3,500-year-old burial of Nubian woman reveals 1 of world's earliest known cases of rheumatoid arthritis

A triptych of bone images
Detailed views of the lesions found on the skeleton's joint bones. (Image credit: M. Mant, et al)

The 3,500-year-old pockmarked skeleton of an ancient Nubian woman could be one of the earliest known cases of rheumatoid arthritis in the world, scientists say.

Archaeologists discovered the woman's skeletal remains in 2018 while conducting excavations at a cemetery located along the bank of the Nile near Aswan, in southern Egypt. Analyses revealed that she would have stood around 5 feet (1.5 meters) tall, been around 25 to 30 years old when she died and lived sometime between 1750 and 1550 B.C. The researchers published their case study in the March issue of the International Journal of Paleopathology.

Because the skeleton was so well preserved and contained most of its bones, including its hands and feet, the researchers were able to conduct a thorough osteological analysis of the remains.

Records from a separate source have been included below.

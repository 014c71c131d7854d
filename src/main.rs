use chirpy::configuration::get_configuration;
use chirpy::startup::run;
use chirpy::store::Store;
use chirpy::telemetry::init_telemetry;
use std::net::TcpListener;

#[tokio::main]
async fn main() -> std::io::Result<()> {
    init_telemetry();

    tracing::info!("Starting application");

    let configuration = match get_configuration() {
        Ok(config) => {
            tracing::info!(?config, "Configuration loaded successfully");
            config
        }
        Err(e) => {
            tracing::error!("Failed to read configuration: {}", e);
            return Err(std::io::Error::new(
                std::io::ErrorKind::InvalidInput,
                "Configuration error",
            ));
        }
    };

    let store = Store::open(&configuration.store.path).await.map_err(|e| {
        tracing::error!(path = %configuration.store.path, "Failed to open store: {}", e);
        std::io::Error::new(std::io::ErrorKind::Other, "Store error")
    })?;

    let address = configuration.application.address();
    let listener = TcpListener::bind(&address)?;
    tracing::info!(
        %address,
        static_dir = %configuration.application.static_dir,
        "Server listening"
    );

    let server = run(listener, store, configuration)?;
    server.await
}
use actix_web::{
    dev::{forward_ready, Service, ServiceRequest, ServiceResponse, Transform},
    Error,
};
use futures::future::LocalBoxFuture;
use std::rc::Rc;
use std::time::Instant;

/// Request timing middleware
/// Emits one structured record per request with method, path, status and latency.
/// Query strings are left out since they can carry user ids.
pub struct RequestLogger;

impl<S, B> Transform<S, ServiceRequest> for RequestLogger
where
    S: Service<ServiceRequest, Response = ServiceResponse<B>, Error = Error> + 'static,
    S::Future: 'static,
    B: 'static,
{
    type Response = ServiceResponse<B>;
    type Error = Error;
    type InitError = ();
    type Transform = RequestLoggerService<S>;
    type Future = std::future::Ready<Result<Self::Transform, Self::InitError>>;

    fn new_transform(&self, service: S) -> Self::Future {
        std::future::ready(Ok(RequestLoggerService {
            service: Rc::new(service),
        }))
    }
}

pub struct RequestLoggerService<S> {
    service: Rc<S>,
}

impl<S, B> Service<ServiceRequest> for RequestLoggerService<S>
where
    S: Service<ServiceRequest, Response = ServiceResponse<B>, Error = Error> + 'static,
    S::Future: 'static,
    B: 'static,
{
    type Response = ServiceResponse<B>;
    type Error = Error;
    type Future = LocalBoxFuture<'static, Result<Self::Response, Self::Error>>;

    forward_ready!(service);

    fn call(&self, req: ServiceRequest) -> Self::Future {
        let started = Instant::now();
        let method = req.method().to_string();
        let path = req.path().to_string();

        tracing::debug!(%method, %path, "Request started");

        let service = self.service.clone();

        Box::pin(async move {
            let res = service.call(req).await?;
            let status = res.status().as_u16();
            let elapsed_ms = started.elapsed().as_millis() as u64;

            if status >= 500 {
                tracing::error!(%method, %path, status, elapsed_ms, "Request failed");
            } else {
                tracing::info!(%method, %path, status, elapsed_ms, "Request completed");
            }

            Ok(res)
        })
    }
}
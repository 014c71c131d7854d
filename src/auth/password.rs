/// Password Hashing and Verification
///
/// bcrypt at the library's default cost. A mismatch is a negative answer,
/// not an error; errors are reserved for bcrypt itself failing.

use bcrypt::{hash, verify, DEFAULT_COST};
use lazy_static::lazy_static;

use crate::error::{AppError, ValidationError};

/// bcrypt only looks at the first 72 bytes of its input
const MAX_PASSWORD_BYTES: usize = 72;

lazy_static! {
    // Same cost as real hashes, so checking against it takes as long
    static ref UNKNOWN_USER_HASH: Option<String> =
        hash("chirpy-unknown-user", DEFAULT_COST).ok();
}

/// Hash a password using bcrypt
///
/// # Errors
/// - Validation error for an empty password or one over 72 bytes
/// - `AppError::Hashing` if bcrypt fails
pub fn hash_password(password: &str) -> Result<String, AppError> {
    validate_password(password)?;

    hash(password, DEFAULT_COST).map_err(|e| AppError::Hashing(e.to_string()))
}

/// Verify a password against its hash
///
/// # Errors
/// `AppError::Hashing` if the stored hash is malformed
pub fn verify_password(password: &str, hash: &str) -> Result<bool, AppError> {
    verify(password, hash).map_err(|e| AppError::Hashing(e.to_string()))
}

/// Spend one bcrypt verification on a login with no matching user, so an
/// unknown email costs the same time as a wrong password. The outcome is
/// discarded.
pub fn verify_unknown_user(password: &str) {
    if let Some(dummy) = UNKNOWN_USER_HASH.as_deref() {
        let _ = verify(password, dummy);
    }
}

fn validate_password(password: &str) -> Result<(), ValidationError> {
    if password.is_empty() {
        return Err(ValidationError::EmptyField("password".to_string()));
    }

    if password.len() > MAX_PASSWORD_BYTES {
        return Err(ValidationError::TooLong(
            "password".to_string(),
            MAX_PASSWORD_BYTES,
        ));
    }

    Ok(())
}

#[cfg(test)]
mod tests {
    use super::*;

    #[test]
    fn test_hash_password() {
        let password = "secret1";
        let hash = hash_password(password).expect("Failed to hash password");

        assert_ne!(password, hash);
        assert!(hash.starts_with("$2"));
    }

    #[test]
    fn test_same_password_different_salt() {
        let a = hash_password("secret1").unwrap();
        let b = hash_password("secret1").unwrap();
        assert_ne!(a, b);
    }

    #[test]
    fn test_verify_password() {
        let hash = hash_password("secret1").expect("Failed to hash password");

        assert!(verify_password("secret1", &hash).expect("Failed to verify password"));
        assert!(!verify_password("secret2", &hash).expect("Failed to verify password"));
    }

    #[test]
    fn test_malformed_hash_is_an_error() {
        let result = verify_password("secret1", "not-a-bcrypt-hash");
        assert!(matches!(result, Err(AppError::Hashing(_))));
    }

    #[test]
    fn test_unknown_user_hash_matches_real_cost() {
        let real = hash_password("secret1").unwrap();
        let dummy = UNKNOWN_USER_HASH.as_deref().expect("dummy hash computed");

        // "$2b$12$": same variant and cost, so the same work per verify
        assert_eq!(&dummy[..7], &real[..7]);
        assert!(!verify_password("secret1", dummy).unwrap());
        verify_unknown_user("secret1");
    }

    #[test]
    fn test_empty_password() {
        assert!(matches!(
            hash_password(""),
            Err(AppError::Validation(ValidationError::EmptyField(_)))
        ));
    }

    #[test]
    fn test_too_long_password() {
        let long_password = "a".repeat(MAX_PASSWORD_BYTES + 1);
        assert!(matches!(
            hash_password(&long_password),
            Err(AppError::Validation(ValidationError::TooLong(_, 72)))
        ));
    }
}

"In many archaeological cases, you don't often get the full skeleton," lead study author Madeleine Mant, an assistant professor in the Department of Anthropology at the University of Toronto in Canada, told Live Science. The woman's well-preserved remains "gave us the chance to look at this disorder that actively attacks the small bones of the hands and feet and talk about it with a little bit more security," she said.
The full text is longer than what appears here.